# Portland Oregon Lucky Lab April 10



## Boris (Apr 2, 2016)

We'll be meeting at the Lucky Lab in NW Portland location next Sunday April 10 at 12:30. 19th and NW Quimby.
Hope to see everyone there. Bonus if the weather is nice enough to actually do the first ride of 2016.


----------



## Boris (Apr 7, 2016)

Looks like we're going to have a decent turnout this month. Should be a nice day to ride.


----------



## Hobo Bill (Apr 8, 2016)

Dave...one of these days i'll head up that direction and give me 23 columbia spin in PDX...but i'm spoiled..my studio is bout 1/4 mi. from the Willamette river bike path ..start out om MERIAU coast  oakshire have apint then ride bout gazillion more miles to planktown ..pint down then off again..NO cars....see ya the radio...bd


----------



## Boris (Apr 8, 2016)

Sounds like a great ride Bill! NO cars? what a dream. With the nicer weather coming on, we're hoping to extend our ride a couple of miles further down the Willamette River to Oaks Park, just short of your place by about 100 miles. We'd love to have ya do the ride sometime though.


----------



## Hobo Bill (Apr 8, 2016)

Dave,, look east at first light...on a sunday.... between may and octobre......


----------



## Boris (Apr 8, 2016)

Why not, since it seems like a lot of the time I get up early to show bike to jerks who want to come out to my place first thing in the morning, then cancel out at the last minute. Kudos to Tony B. though, who's a man of his word. Sounds like the skies are going to be pretty interesting for the next few months. Thanks!


----------



## Boris (Apr 10, 2016)

Fantastic 2 1/2 hour extended ride along the waterfront today. I'll see if I can get some photos to post. Hopefully we'll have more folks turn out as the weather gets nicer. Small group or large, it's always a great day out!


----------



## Boris (Apr 10, 2016)

Here's a couple from fellow CABE member Ridge Rider.


----------



## Boris (Apr 11, 2016)

Also from member Ridge Rider. 13.5 miles total. Loop encompasses portion of Willamette River that runs through town.


----------



## Hobo Bill (Apr 12, 2016)

What a TOOT...sunday was flambastic eh!...i was given a gift ...4 hours fly fishin' on the McKenzie...only boat on the river...it was 18 years cents the last time...off the river at 5-oclock and ridin me 23 columbia til mid-knight...todaze appears to be schwinn 5-speed day ..from oakshire to planktown and around we go ..thanks a bunch for postin the pix...it seems that i'm the only bloke here in eugene that rides these bits of American  history...faster miles per hour in your dreams....eh!


----------



## GTs58 (Apr 12, 2016)

Sure looks like a beautiful trail, and I wouldn't have missed that ride if I was in the area on vacation.


----------



## Boris (Apr 12, 2016)

GTs58 said:


> Sure looks like a beautiful trail, and I wouldn't have missed that ride if I was in the area on vacation.

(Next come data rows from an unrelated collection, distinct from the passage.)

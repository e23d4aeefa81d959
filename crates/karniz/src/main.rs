use std::sync::Arc;

use karniz_core::config::Config;

#[tokio::main]
async fn main() -> Result<(), karniz_core::Error> {
    karniz_core::logging::init("karniz");

    // Config errors (no BOT_TOKEN) are fatal before any Telegram I/O.
    let cfg = Arc::new(Config::load().inspect_err(|e| tracing::error!("{e}"))?);

    karniz_telegram::router::run_polling(cfg)
        .await
        .map_err(|e| karniz_core::Error::External(format!("telegram bot failed: {e}")))?;

    Ok(())
}
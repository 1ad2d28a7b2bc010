//! Domain error model.

use thiserror::Error;

/// Result type used across the domain layer.
pub type DomainResult<T> = Result<T, DomainError>;

/// Domain-level error.
///
/// Keep this focused on deterministic, business/domain failures (malformed
/// addresses, identifiers, discriminators). Infrastructure concerns belong
/// elsewhere.
#[derive(Debug, Error, Clone, PartialEq, Eq)]
pub enum DomainError {
    /// An email address failed to parse.
    #[error("invalid email: {0}")]
    InvalidEmail(String),

    /// An identifier was invalid (e.g. parse failure).
    #[error("invalid identifier: {0}")]
    InvalidId(String),

    /// A discriminator (form kind, template id, ...) is not recognised.
    #[error("unsupported value: {0}")]
    Unsupported(String),
}

impl DomainError {
    pub fn invalid_email(msg: impl Into<String>) -> Self {
        Self::InvalidEmail(msg.into())
    }

    pub fn invalid_id(msg: impl Into<String>) -> Self {
        Self::InvalidId(msg.into())
    }

    pub fn unsupported(msg: impl Into<String>) -> Self {
        Self::Unsupported(msg.into())
    }
}
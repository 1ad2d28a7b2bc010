//! Batch processor: claim, render, send, record.

use std::sync::Arc;
use std::time::Duration;

use chrono::Utc;
use futures_util::stream::{self, StreamExt};
use tracing::{debug, info, instrument, warn};

use investi_core::EmailAddress;

use super::store::{ClaimRequest, EmailQueueStore};
use super::types::{
    AttemptOutcome, EmailJob, EmailJobId, ProcessSummary, QueueStats, RetryPolicy,
};
use crate::mailer::{EmailSender, TemplateId, TemplateRegistry};
use crate::store::StoreError;

/// Shortest claim lease accepted. A lease must outlive the send it covers, or
/// an overlapping run would reclaim a job that is still in flight.
pub const MIN_CLAIM_LEASE: Duration = Duration::from_secs(1);

/// Longest claim lease accepted.
pub const MAX_CLAIM_LEASE: Duration = Duration::from_secs(86_400);

/// Email queue configuration.
#[derive(Debug, Clone)]
pub struct EmailQueueConfig {
    pub policy: RetryPolicy,
    /// Claim lease; an in-flight job older than this is claimable again
    pub lease: Duration,
    /// Maximum sends in flight within one batch
    pub concurrency: usize,
}

impl Default for EmailQueueConfig {
    fn default() -> Self {
        Self {
            policy: RetryPolicy::default(),
            lease: Duration::from_secs(600),
            concurrency: 4,
        }
    }
}

impl EmailQueueConfig {
    pub fn with_policy(mut self, policy: RetryPolicy) -> Self {
        self.policy = policy;
        self
    }

    /// Clamped to `MIN_CLAIM_LEASE..=MAX_CLAIM_LEASE`.
    pub fn with_lease(mut self, lease: Duration) -> Self {
        self.lease = lease.clamp(MIN_CLAIM_LEASE, MAX_CLAIM_LEASE);
        self
    }
}

/// The email queue service.
///
/// Cheap to clone; all state lives in the store.
#[derive(Clone)]
pub struct EmailQueue {
    store: Arc<dyn EmailQueueStore>,
    sender: Arc<dyn EmailSender>,
    templates: Arc<TemplateRegistry>,
    config: EmailQueueConfig,
}

impl std::fmt::Debug for EmailQueue {
    fn fmt(&self, f: &mut std::fmt::Formatter<'_>) -> std::fmt::Result {
        f.debug_struct("EmailQueue").field("config", &self.config).finish_non_exhaustive()
    }
}

impl EmailQueue {
    pub fn new(
        store: Arc<dyn EmailQueueStore>,
        sender: Arc<dyn EmailSender>,
        config: EmailQueueConfig,
    ) -> Self {
        Self {
            store,
            sender,
            templates: Arc::new(TemplateRegistry::new()),
            config,
        }
    }

    /// Insert a pending job. Never contacts the provider.
    #[instrument(skip(self, recipient, data))]
    pub async fn enqueue(
        &self,
        recipient: EmailAddress,
        template: TemplateId,
        data: serde_json::Value,
    ) -> Result<EmailJobId, StoreError> {
        let job = EmailJob::new(recipient, template.as_str(), data);
        let id = self.store.enqueue(job).await?;
        debug!(job_id = %id, "email enqueued");
        Ok(id)
    }

    /// Claim up to `max_batch` jobs and attempt each once.
    ///
    /// Individual send failures are recorded on their job; only a failure to
    /// claim is returned as an error.
    #[instrument(skip(self))]
    pub async fn process_queue(&self, max_batch: usize) -> Result<ProcessSummary, StoreError> {
        let request = ClaimRequest {
            limit: max_batch,
            now: Utc::now(),
            lease: self.config.lease,
            max_attempts: self.config.policy.max_attempts,
        };
        let jobs = self.store.claim_batch(request).await?;

        let mut summary = ProcessSummary {
            processed: jobs.len() as u64,
            ..ProcessSummary::default()
        };
        if jobs.is_empty() {
            return Ok(summary);
        }

        let outcomes: Vec<Option<AttemptOutcome>> = stream::iter(jobs)
            .map(|job| self.attempt(job))
            .buffer_unordered(self.config.concurrency.max(1))
            .collect()
            .await;

        for outcome in outcomes.into_iter().flatten() {
            summary.record(outcome);
        }

        info!(
            processed = summary.processed,
            sent = summary.sent,
            retried = summary.retried,
            failed = summary.failed,
            "email batch processed"
        );
        Ok(summary)
    }

    /// One send attempt on a claimed job. `None` when the outcome could not
    /// be recorded.
    async fn attempt(&self, mut job: EmailJob) -> Option<AttemptOutcome> {
        let result = match self
            .templates
            .render(&job.template, job.recipient.as_str(), &job.data)
        {
            Ok(email) => self.sender.send(&email).await.map_err(|e| e.to_string()),
            Err(e) => Err(e.to_string()),
        };

        let now = Utc::now();
        let outcome = match result {
            Ok(()) => job.mark_sent(now),
            Err(error) => {
                let outcome = job.mark_failed(error.clone(), &self.config.policy, now);
                if outcome == AttemptOutcome::DeadLettered {
                    warn!(job_id = %job.id, attempts = job.attempts, error = %error, "email dead-lettered");
                } else {
                    debug!(job_id = %job.id, attempts = job.attempts, error = %error, "email send failed, will retry");
                }
                outcome
            }
        };

        match self.store.record_attempt(&job).await {
            Ok(true) => Some(outcome),
            Ok(false) => {
                warn!(job_id = %job.id, "claim lost before outcome was recorded");
                None
            }
            Err(e) => {
                warn!(job_id = %job.id, error = %e, "failed to record email attempt");
                None
            }
        }
    }

    pub async fn queue_stats(&self) -> Result<QueueStats, StoreError> {
        self.store.stats().await
    }

    pub async fn list_failed(&self, limit: usize) -> Result<Vec<EmailJob>, StoreError> {
        self.store.list_failed(limit).await
    }

    /// Replay a dead-lettered job.
    #[instrument(skip(self))]
    pub async fn retry_failed(&self, id: EmailJobId) -> Result<EmailJob, StoreError> {
        let job = self.store.retry_failed(id).await?;
        info!(job_id = %id, "dead-lettered email requeued");
        Ok(job)
    }
}
//! Intake events and the analytics facade.
//!
//! Events are facts about completed intake actions. They are emitted after the
//! primary write has committed, through an [`AnalyticsSink`], and a sink
//! failure never affects the action that produced the event.

pub mod event;
pub mod sink;

pub use event::{Event, IntakeEvent};
pub use sink::{AnalyticsError, AnalyticsSink, InMemoryAnalyticsSink, TracingAnalyticsSink};
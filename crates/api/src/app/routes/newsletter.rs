use std::sync::Arc;

use axum::{body::Bytes, extract::Extension};

use investi_intake::{NewsletterSubmission, NewsletterSubscription};

use crate::app::{dto, errors, services::AppServices};

pub async fn subscribe(
    Extension(services): Extension<Arc<AppServices>>,
    body: Bytes,
) -> axum::response::Response {
    let submission: NewsletterSubmission = match dto::parse_form::<_, NewsletterSubscription>(&body) {
        Ok(s) => s,
        Err(invalid) => return errors::action_response(invalid),
    };
    errors::action_response(services.intake.subscribe_newsletter(submission).await)
}
//! Intake domain: founder, investor and career applications, newsletter
//! subscriptions and waitlist entries.
//!
//! This crate turns untrusted form payloads into validated records and
//! defines the uniqueness keys each record is deduplicated on. It is pure
//! domain logic (no IO, no HTTP, no storage).

pub mod career;
pub mod choices;
pub mod founder;
pub mod investor;
pub mod kind;
pub mod newsletter;
pub mod waitlist;

pub use career::{CareerApplication, CareerSubmission, NewCareerApplication};
pub use choices::{InvestorType, Sector, Stage, TicketSize};
pub use founder::{FounderApplication, FounderSubmission, NewFounderApplication};
pub use investor::{InvestorApplication, InvestorIdentity, InvestorSubmission, NewInvestorApplication};
pub use kind::ApplicationKind;
pub use newsletter::{NewSubscription, NewsletterSubmission, NewsletterSubscription};
pub use waitlist::{WaitlistEntry, WaitlistSubmission};

/// Case-fold and whitespace-collapse a free-text value for use in a
/// uniqueness key.
pub fn fold_key(value: &str) -> String {
    value
        .split_whitespace()
        .map(str::to_lowercase)
        .collect::<Vec<_>>()
        .join(" ")
}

Just give us a bit of notice and we'll find you a bike to ride. Every second Sunday of every month. Except next months ride will be a week earlier due to Mothers Day being on the second Sunday.


----------



## Boris (Apr 12, 2016)

Hobo Bill said:


> 4 hours fly fishin' on the McKenzie.



What type of bait do you use to catch flies? Permit required? Do they actually taste like chicken as people say? Bet it takes a lot of them to get full, or do you catch and release? Curious minds.


----------



## Hobo Bill (Apr 13, 2016)

the little tykes with the green heads ...them the best.the biggest and most tasty-est...the river FLYS they give off a gas  that just makes a laugh til the cows come home..now the river cows is a hole mother story....


----------